[INFORMATION SHOWN]
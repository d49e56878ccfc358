//! Periodic jobs
//!
//! Provides:
//! - File integrity audit with a report to the site administrators
//! - Pattern-based OAI set synchronisation (membership tasks are queued)
//! - Sitemap rebuild

use crate::worker::{pause, WorkerError};
use futures::future::join_all;
use std::time::{Duration, Instant};
use tokio::sync::watch;
use tracing::{error, info};
use zenodo_common::{auditor, config::TaskConfig, metrics, oaiset, sitemap, Services};

#[derive(Debug, Clone, Copy, PartialEq, Eq)]
pub enum PeriodicJob {
    FileAudit,
    PatternSync,
    Sitemap,
}

impl PeriodicJob {
    pub const ALL: [PeriodicJob; 3] = [PeriodicJob::FileAudit, PeriodicJob::PatternSync, PeriodicJob::Sitemap];

    pub fn name(&self) -> &'static str {
        match self {
            PeriodicJob::FileAudit => "file_audit",
            PeriodicJob::PatternSync => "pattern_sync",
            PeriodicJob::Sitemap => "sitemap",
        }
    }

    pub fn interval(&self, config: &TaskConfig) -> Duration {
        let secs = match self {
            PeriodicJob::FileAudit => config.audit_interval_secs,
            PeriodicJob::PatternSync => config.pattern_sync_interval_secs,
            PeriodicJob::Sitemap => config.sitemap_interval_secs,
        };
        Duration::from_secs(secs.max(1))
    }

    /// The sitemap is served from the cache, so it is built right away
    fn runs_at_startup(&self) -> bool {
        matches!(self, PeriodicJob::Sitemap)
    }

    /// Run once; the count is bad files, queued tasks or sitemap pages
    pub async fn run(&self, services: &Services) -> Result<usize, WorkerError> {
        let outcome = match self {
            PeriodicJob::FileAudit => auditor::files::audit_files(
                services.db.write(),
                &services.storage,
                services.mailer.as_ref(),
                &services.config.site.admin_email,
            )
            .await
            .map(|report| report.bad_files.len()),
            PeriodicJob::PatternSync => queue_pattern_sync(services).await,
            PeriodicJob::Sitemap => sitemap::update_sitemap(services).await,
        };

        metrics::record_periodic_job(self.name(), outcome.is_ok());
        outcome.map_err(|e| WorkerError::Job {
            job: self.name(),
            message: e.to_string(),
        })
    }
}

async fn queue_pattern_sync(services: &Services) -> zenodo_common::Result<usize> {
    let tasks = oaiset::pattern_sync_tasks(services.db.read()).await?;
    let queued = tasks.len();
    for task in tasks {
        services.queue.push(task).await?;
    }
    Ok(queued)
}

async fn job_loop(services: &Services, job: PeriodicJob, mut shutdown: watch::Receiver<bool>) {
    let interval = job.interval(&services.config.tasks);
    info!(job = job.name(), interval_secs = interval.as_secs(), "Periodic job scheduled");

    if !job.runs_at_startup() && pause(&mut shutdown, interval).await {
        return;
    }

    loop {
        let started = Instant::now();
        match job.run(services).await {
            Ok(count) => info!(
                job = job.name(),
                count,
                elapsed_ms = started.elapsed().as_millis() as u64,
                "Periodic job finished"
            ),
            Err(e) => error!(job = job.name(), error = %e, "Periodic job failed"),
        }

        if pause(&mut shutdown, interval).await {
            return;
        }
    }
}

/// Run every periodic job on its own interval until shutdown
pub async fn run_schedule(services: Services, shutdown: watch::Receiver<bool>) {
    join_all(
        PeriodicJob::ALL
            .iter()
            .map(|job| job_loop(&services, *job, shutdown.clone())),
    )
    .await;
    info!("Periodic jobs stopped");
}

#[cfg(test)]
mod tests {
    use super::*;

    #[test]
    fn test_intervals_follow_config() {
        let config = TaskConfig {
            audit_interval_secs: 10,
            pattern_sync_interval_secs: 20,
            sitemap_interval_secs: 0,
            ..TaskConfig::default()
        };
        assert_eq!(PeriodicJob::FileAudit.interval(&config), Duration::from_secs(10));
        assert_eq!(PeriodicJob::PatternSync.interval(&config), Duration::from_secs(20));
        assert_eq!(PeriodicJob::Sitemap.interval(&config), Duration::from_secs(1));
    }

    #[tokio::test]
    async fn test_jobs_on_empty_site() {
        let services = Services::in_memory().await.unwrap();

        assert_eq!(PeriodicJob::FileAudit.run(&services).await.unwrap(), 0);
        assert_eq!(PeriodicJob::PatternSync.run(&services).await.unwrap(), 0);
        assert_eq!(PeriodicJob::Sitemap.run(&services).await.unwrap(), 0);

        // The index exists even without pages
        let index = sitemap::page(&services.cache, 0).await.unwrap().unwrap();
        assert!(index.contains("<sitemapindex"));
    }

    #[tokio::test]
    async fn test_schedule_builds_sitemap_and_stops() {
        let services = Services::in_memory().await.unwrap();
        let (tx, rx) = watch::channel(false);
        let handle = tokio::spawn(run_schedule(services.clone(), rx));

        tokio::time::sleep(Duration::from_millis(200)).await;
        tx.send(true).unwrap();
        tokio::time::timeout(Duration::from_secs(5), handle)
            .await
            .expect("schedule did not stop")
            .unwrap();

        assert!(sitemap::page(&services.cache, 0).await.unwrap().is_some());
    }
}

[WHAT YOU NEED TO DO] Reproduce the material exactly. Every line must match.

[RESULT BELOW]
repository d49e56878ccfc358
//! Periodic jobs
//!
//! Provides:
//! - File integrity audit with a report to the site administrators
//! - Pattern-based OAI set synchronisation (membership tasks are queued)
//! - Sitemap rebuild

use crate::worker::{pause, WorkerError};
use futures::future::join_all;
use std::time::{Duration, Instant};
use tokio::sync::watch;
use tracing::{error, info};
use zenodo_common::{auditor, config::TaskConfig, metrics, oaiset, sitemap, Services};

#[derive(Debug, Clone, Copy, PartialEq, Eq)]
pub enum PeriodicJob {
    FileAudit,
    PatternSync,
    Sitemap,
}

impl PeriodicJob {
    pub const ALL: [PeriodicJob; 3] = [PeriodicJob::FileAudit, PeriodicJob::PatternSync, PeriodicJob::Sitemap];

    pub fn name(&self) -> &'static str {
        match self {
            PeriodicJob::FileAudit => "file_audit",
            PeriodicJob::PatternSync => "pattern_sync",
            PeriodicJob::Sitemap => "sitemap",
        }
    }

    pub fn interval(&self, config: &TaskConfig) -> Duration {
        let secs = match self {
            PeriodicJob::FileAudit => config.audit_interval_secs,
            PeriodicJob::PatternSync => config.pattern_sync_interval_secs,
            PeriodicJob::Sitemap => config.sitemap_interval_secs,
        };
        Duration::from_secs(secs.max(1))
    }

    /// The sitemap is served from the cache, so it is built right away
    fn runs_at_startup(&self) -> bool {
        matches!(self, PeriodicJob::Sitemap)
    }

    /// Run once; the count is bad files, queued tasks or sitemap pages
    pub async fn run(&self, services: &Services) -> Result<usize, WorkerError> {
        let outcome = match self {
            PeriodicJob::FileAudit => auditor::files::audit_files(
                services.db.write(),
                &services.storage,
                services.mailer.as_ref(),
                &services.config.site.admin_email,
            )
            .await
            .map(|report| report.bad_files.len()),
            PeriodicJob::PatternSync => queue_pattern_sync(services).await,
            PeriodicJob::Sitemap => sitemap::update_sitemap(services).await,
        };

        metrics::record_periodic_job(self.name(), outcome.is_ok());
        outcome.map_err(|e| WorkerError::Job {
            job: self.name(),
            message: e.to_string(),
        })
    }
}

async fn queue_pattern_sync(services: &Services) -> zenodo_common::Result<usize> {
    let tasks = oaiset::pattern_sync_tasks(services.db.read()).await?;
    let queued = tasks.len();
    for task in tasks {
        services.queue.push(task).await?;
    }
    Ok(queued)
}

async fn job_loop(services: &Services, job: PeriodicJob, mut shutdown: watch::Receiver<bool>) {
    let interval = job.interval(&services.config.tasks);
    info!(job = job.name(), interval_secs = interval.as_secs(), "Periodic job scheduled");

    if !job.runs_at_startup() && pause(&mut shutdown, interval).await {
        return;
    }

    loop {
        let started = Instant::now();
        match job.run(services).await {
            Ok(count) => info!(
                job = job.name(),
                count,
                elapsed_ms = started.elapsed().as_millis() as u64,
                "Periodic job finished"
            ),
            Err(e) => error!(job = job.name(), error = %e, "Periodic job failed"),
        }

        if pause(&mut shutdown, interval).await {
            return;
        }
    }
}

/// Run every periodic job on its own interval until shutdown
pub async fn run_schedule(services: Services, shutdown: watch::Receiver<bool>) {
    join_all(
        PeriodicJob::ALL
            .iter()
            .map(|job| job_loop(&services, *job, shutdown.clone())),
    )
    .await;
    info!("Periodic jobs stopped");
}

#[cfg(test)]
mod tests {
    use super::*;

    #[test]
    fn test_intervals_follow_config() {
        let config = TaskConfig {
            audit_interval_secs: 10,
            pattern_sync_interval_secs: 20,
            sitemap_interval_secs: 0,
            ..TaskConfig::default()
        };
        assert_eq!(PeriodicJob::FileAudit.interval(&config), Duration::from_secs(10));
        assert_eq!(PeriodicJob::PatternSync.interval(&config), Duration::from_secs(20));
        assert_eq!(PeriodicJob::Sitemap.interval(&config), Duration::from_secs(1));
    }

    #[tokio::test]
    async fn test_jobs_on_empty_site() {
        let services = Services::in_memory().await.unwrap();

        assert_eq!(PeriodicJob::FileAudit.run(&services).await.unwrap(), 0);
        assert_eq!(PeriodicJob::PatternSync.run(&services).await.unwrap(), 0);
        assert_eq!(PeriodicJob::Sitemap.run(&services).await.unwrap(), 0);

        // The index exists even without pages
        let index = sitemap::page(&services.cache, 0).await.unwrap().unwrap();
        assert!(index.contains("<sitemapindex"));
    }

    #[tokio::test]
    async fn test_schedule_builds_sitemap_and_stops() {
        let services = Services::in_memory().await.unwrap();
        let (tx, rx) = watch::channel(false);
        let handle = tokio::spawn(run_schedule(services.clone(), rx));

        tokio::time::sleep(Duration::from_millis(200)).await;
        tx.send(true).unwrap();
        tokio::time::timeout(Duration::from_secs(5), handle)
            .await
            .expect("schedule did not stop")
            .unwrap();

        assert!(sitemap::page(&services.cache, 0).await.unwrap().is_some());
    }
}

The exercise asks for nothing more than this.